[Stored data entries]

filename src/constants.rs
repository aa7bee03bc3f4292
/// Hard cap on a single wire record. Anything larger is dropped as malformed.
pub const MAX_RECORD_BYTES: usize = 10 * 1024 * 1024;

/// Hard cap on records per stream, against runaway backends.
pub const MAX_STREAM_RECORDS: usize = 100_000;

/// Record separator for the inbound framing (newline-delimited JSON).
pub const RECORD_DELIMITER: u8 = b'\n';

/// Default agent backend endpoint path for one streamed run.
pub const RUN_STREAM_PATH: &str = "/v1/runs/stream";

/// Environment variables consumed by the CLI.
pub const ENV_BACKEND_URL: &str = "PALAVER_BACKEND_URL";
pub const ENV_USER_ID: &str = "PALAVER_USER_ID";
pub const ENV_USER_ROLE: &str = "PALAVER_USER_ROLE";

/// Synthesized tool-call name when a completion arrives for an id that was
/// never opened.
pub const UNKNOWN_TOOL_NAME: &str = "unknown";
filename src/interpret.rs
use crate::types::{MediaKind, ToolCallId, WireEvent};

/// Semantic instruction derived from one wire record, applied to the
/// transcript by the reducer. Keeping these as plain values means the whole
/// ingestion path is message passing, not field mutation.
#[derive(Debug, Clone, PartialEq)]
pub enum Action {
    OpenAssistantTurn,
    AppendText {
        delta: String,
    },
    OpenToolCall {
        id: ToolCallId,
        name: String,
    },
    AppendToolCallArgs {
        id: ToolCallId,
        delta: String,
    },
    CompleteToolCall {
        id: ToolCallId,
        result: serde_json::Value,
    },
    AttachMedia {
        kind: MediaKind,
        url: Option<String>,
        data: Option<String>,
        mime_type: Option<String>,
    },
    CompleteTurn,
    FailTurn {
        reason: crate::types::FailureReason,
        message: String,
    },
}

/// Maps one decoded record to zero or one [`Action`]. Pure: no transcript
/// access, no hidden state. Id-matching defense (unknown tool-call ids and
/// the like) belongs to the reducer, which owns the state to decide.
pub fn interpret(event: WireEvent) -> Option<Action> {
    match event {
        WireEvent::RunStarted { .. } => Some(Action::OpenAssistantTurn),
        WireEvent::ContentDelta { content } => {
            if content.is_empty() {
                None
            } else {
                Some(Action::AppendText { delta: content })
            }
        }
        WireEvent::ToolCallStarted { id, name } => Some(Action::OpenToolCall {
            id: ToolCallId(id),
            name,
        }),
        WireEvent::ToolCallDelta { id, arguments } => Some(Action::AppendToolCallArgs {
            id: ToolCallId(id),
            delta: arguments,
        }),
        WireEvent::ToolCallCompleted { id, result } => Some(Action::CompleteToolCall {
            id: ToolCallId(id),
            result,
        }),
        WireEvent::MediaAttached {
            kind,
            url,
            data,
            mime_type,
        } => Some(Action::AttachMedia {
            kind,
            url,
            data,
            mime_type,
        }),
        WireEvent::RunCompleted { .. } => Some(Action::CompleteTurn),
        WireEvent::RunError { message, code } => {
            let message = match code {
                Some(c) => format!("{} (code {})", message, c),
                None => message,
            };
            Some(Action::FailTurn {
                reason: crate::types::FailureReason::Upstream,
                message,
            })
        }
    }
}
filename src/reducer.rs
use crate::constants::UNKNOWN_TOOL_NAME;
use crate::interpret::Action;
use crate::types::{
    ContentPart, Role, StreamFailure, ToolCallStatus, Transcript, Turn, TurnStatus,
};

/// Applies one [`Action`] to a transcript, returning the next state.
///
/// Total: every action has a defined effect, including no-ops. Invariants
/// held across calls:
/// - at most one assistant turn is `Streaming` at any time;
/// - parts within a turn are append-only, deltas only touch the most recent
///   eligible part;
/// - a turn that reached `Complete` or `Errored` is frozen, late actions for
///   it are logged and dropped.
pub fn apply(mut state: Transcript, action: Action) -> Transcript {
    match action {
        Action::OpenAssistantTurn => {
            if state.streaming_turn_index().is_some() {
                tracing::warn!("[REDUCE] run_started while a turn is already streaming; ignored");
            } else {
                state.turns.push(Turn::assistant_streaming());
            }
        }
        Action::AppendText { delta } => {
            if let Some(idx) = open_turn(&mut state, "content delta") {
                let turn = &mut state.turns[idx];
                match turn.parts.last_mut() {
                    Some(ContentPart::Text { content }) => content.push_str(&delta),
                    _ => turn.parts.push(ContentPart::Text { content: delta }),
                }
            }
        }
        Action::OpenToolCall { id, name } => {
            if let Some(idx) = open_turn(&mut state, "tool call start") {
                if state.has_tool_call(idx, &id) {
                    tracing::warn!("[REDUCE] Duplicate tool_call_started for {}; ignored", id);
                } else {
                    state.turns[idx].parts.push(ContentPart::ToolCall {
                        id,
                        name,
                        arguments: String::new(),
                        result: None,
                        status: ToolCallStatus::Pending,
                    });
                }
            }
        }
        Action::AppendToolCallArgs { id, delta } => {
            if let Some(idx) = open_turn(&mut state, "tool call delta") {
                let turn = &mut state.turns[idx];
                let pos = turn
                    .parts
                    .iter()
                    .position(|p| matches!(p, ContentPart::ToolCall { id: pid, .. } if pid == &id));
                match pos {
                    Some(pos) => {
                        if let ContentPart::ToolCall { arguments, .. } = &mut turn.parts[pos] {
                            arguments.push_str(&delta);
                        }
                    }
                    None => {
                        // First delta for an unstarted call opens a pending
                        // placeholder; later deltas for the same id land on it.
                        tracing::warn!(
                            "[REDUCE] tool_call_delta for unknown id {}; synthesizing placeholder",
                            id
                        );
                        turn.parts.push(ContentPart::ToolCall {
                            id,
                            name: UNKNOWN_TOOL_NAME.to_string(),
                            arguments: delta,
                            result: None,
                            status: ToolCallStatus::Pending,
                        });
                    }
                }
            }
        }
        Action::CompleteToolCall { id, result } => {
            if let Some(idx) = open_turn(&mut state, "tool call completion") {
                let turn = &mut state.turns[idx];
                let pos = turn
                    .parts
                    .iter()
                    .position(|p| matches!(p, ContentPart::ToolCall { id: pid, .. } if pid == &id));
                match pos {
                    Some(pos) => {
                        if let ContentPart::ToolCall {
                            result: slot,
                            status,
                            ..
                        } = &mut turn.parts[pos]
                        {
                            *slot = Some(result);
                            *status = ToolCallStatus::Complete;
                        }
                    }
                    None => {
                        // A completion carries a result worth keeping, so an
                        // unknown id gets a best-effort placeholder part.
                        tracing::warn!(
                            "[REDUCE] tool_call_completed for unknown id {}; synthesizing placeholder",
                            id
                        );
                        turn.parts.push(ContentPart::ToolCall {
                            id,
                            name: UNKNOWN_TOOL_NAME.to_string(),
                            arguments: String::new(),
                            result: Some(result),
                            status: ToolCallStatus::Complete,
                        });
                    }
                }
            }
        }
        Action::AttachMedia {
            kind,
            url,
            data,
            mime_type,
        } => {
            if let Some(idx) = open_turn(&mut state, "media attachment") {
                state.turns[idx].parts.push(ContentPart::Media {
                    kind,
                    url,
                    data,
                    mime_type,
                });
            }
        }
        Action::CompleteTurn => {
            match state.streaming_turn_index() {
                Some(idx) => state.turns[idx].status = TurnStatus::Complete,
                None => tracing::warn!("[REDUCE] run_completed with no streaming turn; ignored"),
            }
        }
        Action::FailTurn { reason, message } => {
            let idx = match state.streaming_turn_index() {
                Some(idx) => Some(idx),
                // An error with no open turn still deserves a visible errored
                // turn, unless the previous one already ended.
                None => open_turn(&mut state, "run error"),
            };
            if let Some(idx) = idx {
                let turn = &mut state.turns[idx];
                turn.status = TurnStatus::Errored;
                turn.failure = Some(StreamFailure { reason, message });
            }
        }
    }
    state
}

/// Index of the turn that actions should land on. Creates a streaming
/// assistant turn lazily when a delta arrives before `run_started`; refuses
/// (with a log) when the previous assistant turn already reached a terminal
/// status, which makes frozen turns immune to late events.
fn open_turn(state: &mut Transcript, what: &str) -> Option<usize> {
    if let Some(idx) = state.streaming_turn_index() {
        return Some(idx);
    }
    match state.turns.last() {
        Some(turn) if turn.role == Role::Assistant && turn.is_terminal() => {
            tracing::warn!("[REDUCE] Late {} after terminal turn; ignored", what);
            None
        }
        _ => {
            tracing::debug!("[REDUCE] {} before run_started; opening turn lazily", what);
            state.turns.push(Turn::assistant_streaming());
            Some(state.turns.len() - 1)
        }
    }
}
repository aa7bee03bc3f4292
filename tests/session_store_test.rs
use palaver::session::SessionStore;
use palaver::types::{SessionId, Transcript, Turn};

fn sample_transcript(text: &str) -> Transcript {
    let mut transcript = Transcript::new();
    transcript.turns.push(Turn::user(text.to_string()));
    transcript
}

#[tokio::test]
async fn save_then_load_round_trips() {
    let dir = tempfile::tempdir().unwrap();
    let store = SessionStore::new(dir.path().join("sessions.json"));

    let id = SessionId::generate();
    let transcript = sample_transcript("remember me");
    store.save(&id, &transcript).await.unwrap();

    let loaded = store.load(&id).await.unwrap().expect("session exists");
    assert_eq!(loaded, transcript);
}

#[tokio::test]
async fn load_of_missing_session_is_none_not_error() {
    let dir = tempfile::tempdir().unwrap();
    let store = SessionStore::new(dir.path().join("sessions.json"));
    let loaded = store.load(&SessionId::generate()).await.unwrap();
    assert!(loaded.is_none());
}

#[tokio::test]
async fn list_returns_newest_first() {
    let dir = tempfile::tempdir().unwrap();
    let store = SessionStore::new(dir.path().join("sessions.json"));

    let first = SessionId("a".into());
    let second = SessionId("b".into());
    store.save(&first, &sample_transcript("one")).await.unwrap();
    tokio::time::sleep(std::time::Duration::from_millis(5)).await;
    store
        .save(&second, &sample_transcript("two"))
        .await
        .unwrap();

    let listing = store.list().await.unwrap();
    assert_eq!(listing.len(), 2);
    assert_eq!(listing[0].id, second);
    assert_eq!(listing[0].turn_count, 1);
}

#[tokio::test]
async fn delete_removes_only_the_named_session() {
    let dir = tempfile::tempdir().unwrap();
    let store = SessionStore::new(dir.path().join("sessions.json"));

    let keep = SessionId::generate();
    let drop = SessionId::generate();
    store.save(&keep, &sample_transcript("keep")).await.unwrap();
    store.save(&drop, &sample_transcript("drop")).await.unwrap();

    assert!(store.delete(&drop).await.unwrap());
    assert!(!store.delete(&drop).await.unwrap());
    assert!(store.load(&keep).await.unwrap().is_some());
    assert!(store.load(&drop).await.unwrap().is_none());
}

#[tokio::test]
async fn overwrite_replaces_the_snapshot() {
    let dir = tempfile::tempdir().unwrap();
    let store = SessionStore::new(dir.path().join("sessions.json"));

    let id = SessionId::generate();
    store.save(&id, &sample_transcript("v1")).await.unwrap();
    store.save(&id, &sample_transcript("v2")).await.unwrap();

    let loaded = store.load(&id).await.unwrap().unwrap();
    assert_eq!(loaded.turns[0].text(), "v2");
    assert_eq!(store.list().await.unwrap().len(), 1);
}
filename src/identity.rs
use crate::constants::{ENV_USER_ID, ENV_USER_ROLE};
use crate::types::UserId;
use serde::{Deserialize, Serialize};

#[derive(Debug, Clone, Copy, Serialize, Deserialize, PartialEq, Eq)]
#[serde(rename_all = "lowercase")]
pub enum UserRole {
    User,
    Admin,
}

#[derive(Debug, Clone, Serialize, Deserialize, PartialEq, Eq)]
pub struct CurrentUser {
    pub id: UserId,
    pub role: UserRole,
}

impl CurrentUser {
    pub fn is_admin(&self) -> bool {
        self.role == UserRole::Admin
    }
}

/// The single fact the pipeline needs from authentication: who is the caller
/// and what is their role. Session issuance and the identity-provider
/// handshake live behind this seam and are not re-implemented here.
pub trait IdentityOracle: Send + Sync {
    fn current_user(&self) -> Option<CurrentUser>;
}

/// Identity sourced from environment variables. Good enough for the CLI; a
/// hosting application supplies its own oracle.
pub struct EnvIdentity;

impl IdentityOracle for EnvIdentity {
    fn current_user(&self) -> Option<CurrentUser> {
        let id = std::env::var(ENV_USER_ID).ok()?;
        if id.is_empty() {
            return None;
        }
        let role = match std::env::var(ENV_USER_ROLE).ok().as_deref() {
            Some("admin") => UserRole::Admin,
            _ => UserRole::User,
        };
        Some(CurrentUser {
            id: UserId(id),
            role,
        })
    }
}

/// Fixed identity, used by tests and by embedders that already resolved the
/// caller elsewhere.
pub struct StaticIdentity(pub Option<CurrentUser>);

impl IdentityOracle for StaticIdentity {
    fn current_user(&self) -> Option<CurrentUser> {
        self.0.clone()
    }
}
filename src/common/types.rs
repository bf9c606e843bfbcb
//! Common geometric types used throughout the crate

use nalgebra::{Vector2, Vector3};

use crate::geometry::normalize_angle;

/// 2D point representation
#[derive(Debug, Clone, Copy, PartialEq)]
pub struct Point2D {
    pub x: f64,
    pub y: f64,
}

impl Point2D {
    pub fn new(x: f64, y: f64) -> Self {
        Self { x, y }
    }

    pub fn origin() -> Self {
        Self { x: 0.0, y: 0.0 }
    }

    pub fn distance(&self, other: &Point2D) -> f64 {
        ((self.x - other.x).powi(2) + (self.y - other.y).powi(2)).sqrt()
    }

    pub fn to_vector(&self) -> Vector2<f64> {
        Vector2::new(self.x, self.y)
    }
}

impl From<(f64, f64)> for Point2D {
    fn from(tuple: (f64, f64)) -> Self {
        Self { x: tuple.0, y: tuple.1 }
    }
}

impl From<Vector2<f64>> for Point2D {
    fn from(v: Vector2<f64>) -> Self {
        Self { x: v[0], y: v[1] }
    }
}

/// 2D pose (position + orientation)
///
/// Emitted poses carry a yaw normalized to [0, 2*pi); intermediate
/// computations may hold unnormalized values.
#[derive(Debug, Clone, Copy, PartialEq)]
pub struct Pose2D {
    pub x: f64,
    pub y: f64,
    pub yaw: f64,
}

impl Pose2D {
    pub fn new(x: f64, y: f64, yaw: f64) -> Self {
        Self { x, y, yaw }
    }

    pub fn origin() -> Self {
        Self { x: 0.0, y: 0.0, yaw: 0.0 }
    }

    pub fn position(&self) -> Point2D {
        Point2D::new(self.x, self.y)
    }

    pub fn to_vector(&self) -> Vector3<f64> {
        Vector3::new(self.x, self.y, self.yaw)
    }

    /// Same pose with yaw folded into [0, 2*pi)
    pub fn normalized(&self) -> Self {
        Self { x: self.x, y: self.y, yaw: normalize_angle(self.yaw) }
    }

    pub fn is_finite(&self) -> bool {
        self.x.is_finite() && self.y.is_finite() && self.yaw.is_finite()
    }
}

impl From<Vector3<f64>> for Pose2D {
    fn from(v: Vector3<f64>) -> Self {
        Self { x: v[0], y: v[1], yaw: v[2] }
    }
}
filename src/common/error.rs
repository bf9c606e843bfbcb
//! Error types for Reeds-Shepp curve computation

use std::fmt;

/// Main error type for curve computation
#[derive(Debug, Clone, PartialEq)]
pub enum CurveError {
    /// Turning radius must be strictly positive
    InvalidRadius(f64),
    /// Sampling step must be strictly positive
    InvalidStepSize(f64),
    /// A pose coordinate is NaN or infinite
    NonFinitePose,
    /// All 48 candidate words were rejected by their domain checks.
    /// Unreachable for finite poses; raised instead of silently defaulting
    /// because it indicates a numeric-tolerance defect.
    NoFeasiblePath,
}

impl fmt::Display for CurveError {
    fn fmt(&self, f: &mut fmt::Formatter<'_>) -> fmt::Result {
        match self {
            CurveError::InvalidRadius(r) => {
                write!(f, "Invalid turning radius: {} (must be > 0)", r)
            }
            CurveError::InvalidStepSize(d) => {
                write!(f, "Invalid step size: {} (must be > 0)", d)
            }
            CurveError::NonFinitePose => write!(f, "Pose contains a non-finite coordinate"),
            CurveError::NoFeasiblePath => {
                write!(f, "No feasible Reeds-Shepp word for the given poses")
            }
        }
    }
}

impl std::error::Error for CurveError {}

/// Result type alias for curve operations
pub type CurveResult<T> = Result<T, CurveError>;

#[cfg(test)]
mod tests {
    use super::*;

    #[test]
    fn test_error_display() {
        let err = CurveError::InvalidRadius(-1.0);
        assert_eq!(format!("{}", err), "Invalid turning radius: -1 (must be > 0)");
        let err = CurveError::NoFeasiblePath;
        assert!(format!("{}", err).contains("No feasible"));
    }
}
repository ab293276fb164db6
pub mod api;
pub mod client;
pub mod health;
pub mod modules;
pub mod shared;

pub use modules::auth;
pub use modules::comment;
pub use modules::topic;

use crate::comment::application::comment_use_cases::CommentUseCases;
use crate::topic::application::topic_use_cases::TopicUseCases;

use actix_web::web;

#[cfg(test)]
mod tests;

#[derive(Clone)]
pub struct AppState {
    pub topic: TopicUseCases,
    pub comment: CommentUseCases,
}

#[cfg(not(tarpaulin_include))]
pub fn init_routes(cfg: &mut web::ServiceConfig) {
    // Health
    cfg.service(crate::health::health);
    cfg.service(crate::health::readiness);
    // Topics
    cfg.service(crate::topic::adapter::incoming::web::routes::get_topics_handler);
    cfg.service(crate::topic::adapter::incoming::web::routes::create_topic_handler);
    cfg.service(crate::topic::adapter::incoming::web::routes::update_topic_handler);
    cfg.service(crate::topic::adapter::incoming::web::routes::delete_topic_handler);
    // Comments
    cfg.service(crate::comment::adapter::incoming::web::routes::get_comments_handler);
    cfg.service(crate::comment::adapter::incoming::web::routes::create_comment_handler);
    cfg.service(crate::comment::adapter::incoming::web::routes::update_comment_handler);
    cfg.service(crate::comment::adapter::incoming::web::routes::delete_comment_handler);
}
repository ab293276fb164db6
use async_trait::async_trait;
use chrono::{DateTime, Utc};
use serde::Serialize;
use utoipa::ToSchema;
use uuid::Uuid;

#[derive(Debug, Clone)]
pub struct CreateTopicData {
    pub created_by: String,
    pub title: String,
    pub description: String,
}

#[derive(Debug, Clone)]
pub struct UpdateTopicData {
    pub title: String,
    pub description: String,
}

/// Topic as stored, returned by both the query and the repository side.
#[derive(Debug, Clone, PartialEq, Serialize, ToSchema)]
#[serde(rename_all = "camelCase")]
pub struct TopicResult {
    pub id: Uuid,
    #[schema(example = "Vinyl")]
    pub title: String,
    #[schema(example = "Best pressings?")]
    pub description: String,
    #[schema(example = "alice")]
    pub created_by: String,
    pub created_at: DateTime<Utc>,
    pub updated_at: DateTime<Utc>,
}

#[derive(Debug, Clone, thiserror::Error)]
pub enum TopicRepositoryError {
    #[error("Database error: {0}")]
    DatabaseError(String),

    #[error("Topic not found")]
    TopicNotFound,
}

#[async_trait]
pub trait TopicRepository: Send + Sync {
    async fn create_topic(&self, data: CreateTopicData)
        -> Result<TopicResult, TopicRepositoryError>;

    async fn update_topic(
        &self,
        topic_id: Uuid,
        data: UpdateTopicData,
    ) -> Result<TopicResult, TopicRepositoryError>;

    /// Hard delete. Comments go with the topic through the foreign key.
    async fn delete_topic(&self, topic_id: Uuid) -> Result<(), TopicRepositoryError>;
}
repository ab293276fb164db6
use chrono::Utc;
use uuid::Uuid;

use crate::comment::application::ports::outgoing::CommentResult;
use crate::topic::application::ports::outgoing::TopicResult;

pub fn sample_topic(created_by: &str, title: &str) -> TopicResult {
    let now = Utc::now();
    TopicResult {
        id: Uuid::new_v4(),
        title: title.to_string(),
        description: format!("All about {title}"),
        created_by: created_by.to_string(),
        created_at: now,
        updated_at: now,
    }
}

pub fn sample_comment(topic_id: Uuid, username: &str, content: &str) -> CommentResult {
    CommentResult {
        id: Uuid::new_v4(),
        topic_id,
        username: username.to_string(),
        content: content.to_string(),
        created_at: Utc::now(),
    }
}
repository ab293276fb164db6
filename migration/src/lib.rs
pub use sea_orm_migration::prelude::*;

mod m20260301_000001_create_table_topics;
mod m20260301_000002_create_table_comments;

pub struct Migrator;

#[async_trait::async_trait]
impl MigratorTrait for Migrator {
    fn migrations() -> Vec<Box<dyn MigrationTrait>> {
        vec![
            Box::new(m20260301_000001_create_table_topics::Migration),
            Box::new(m20260301_000002_create_table_comments::Migration),
        ]
    }
}
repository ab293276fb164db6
use async_trait::async_trait;

use crate::comment::application::ports::{
    incoming::use_cases::{CreateCommentCommand, CreateCommentError, CreateCommentUseCase},
    outgoing::{CommentRepository, CommentRepositoryError, CommentResult, CreateCommentData},
};
use crate::topic::application::ports::outgoing::TopicQuery;

#[derive(Debug, Clone)]
pub struct CreateCommentService<TQ, R>
where
    TQ: TopicQuery,
    R: CommentRepository,
{
    topic_query: TQ,
    repository: R,
}

impl<TQ, R> CreateCommentService<TQ, R>
where
    TQ: TopicQuery,
    R: CommentRepository,
{
    pub fn new(topic_query: TQ, repository: R) -> Self {
        Self {
            topic_query,
            repository,
        }
    }
}

#[async_trait]
impl<TQ, R> CreateCommentUseCase for CreateCommentService<TQ, R>
where
    TQ: TopicQuery + Send + Sync,
    R: CommentRepository + Send + Sync,
{
    async fn execute(
        &self,
        command: CreateCommentCommand,
    ) -> Result<CommentResult, CreateCommentError> {
        self.topic_query
            .find_topic(command.topic_id())
            .await
            .map_err(|e| CreateCommentError::RepositoryError(e.to_string()))?
            .ok_or(CreateCommentError::TopicNotFound)?;

        let data = CreateCommentData {
            topic_id: command.topic_id(),
            username: command.username().to_string(),
            content: command.content().to_string(),
        };

        let comment = self
            .repository
            .create_comment(data)
            .await
            .map_err(|e| match e {
                CommentRepositoryError::Validation(msg) => CreateCommentError::Rejected(msg),
                other => CreateCommentError::RepositoryError(other.to_string()),
            })?;

        tracing::info!(
            topic_id = %comment.topic_id,
            comment_id = %comment.id,
            "Comment created"
        );
        Ok(comment)
    }
}
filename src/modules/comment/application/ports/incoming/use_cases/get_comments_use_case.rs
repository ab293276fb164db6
use async_trait::async_trait;
use uuid::Uuid;

use crate::comment::application::ports::outgoing::CommentResult;

#[derive(Debug, Clone, thiserror::Error)]
pub enum GetCommentsError {
    #[error("Topic not found")]
    TopicNotFound,

    #[error("Failed to fetch comments: {0}")]
    QueryFailed(String),
}

#[async_trait]
pub trait GetCommentsUseCase: Send + Sync {
    async fn execute(&self, topic_id: Uuid) -> Result<Vec<CommentResult>, GetCommentsError>;
}
use async_trait::async_trait;
use uuid::Uuid;

#[derive(Debug, Clone, thiserror::Error)]
pub enum DeleteCommentError {
    #[error("Comment not found")]
    CommentNotFound,

    #[error("Only the author can delete this comment")]
    Forbidden,

    #[error("Database error: {0}")]
    DatabaseError(String),
}

#[async_trait]
pub trait DeleteCommentUseCase: Send + Sync {
    async fn execute(
        &self,
        requester: &str,
        topic_id: Uuid,
        comment_id: Uuid,
    ) -> Result<(), DeleteCommentError>;
}
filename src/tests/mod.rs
pub mod support;
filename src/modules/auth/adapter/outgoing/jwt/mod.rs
mod jwt_config;
mod jwt_service;

pub use jwt_config::{JwtConfig, JwtConfigError};
pub use jwt_service::{JwtTokenService, ACCESS_TOKEN_TYPE};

WORK ITEM:
Repeat word for word the lines above that run from the line containing "against runaway backends." through the line containing "pub const ENV_USER_ROLE: &str", both ends included, and nothing else.

ANSWER TO THIS TASK:
/// Hard cap on records per stream, against runaway backends.
pub const MAX_STREAM_RECORDS: usize = 100_000;

/// Record separator for the inbound framing (newline-delimited JSON).
pub const RECORD_DELIMITER: u8 = b'\n';

/// Default agent backend endpoint path for one streamed run.
pub const RUN_STREAM_PATH: &str = "/v1/runs/stream";

/// Environment variables consumed by the CLI.
pub const ENV_BACKEND_URL: &str = "PALAVER_BACKEND_URL";
pub const ENV_USER_ID: &str = "PALAVER_USER_ID";
pub const ENV_USER_ROLE: &str = "PALAVER_USER_ROLE";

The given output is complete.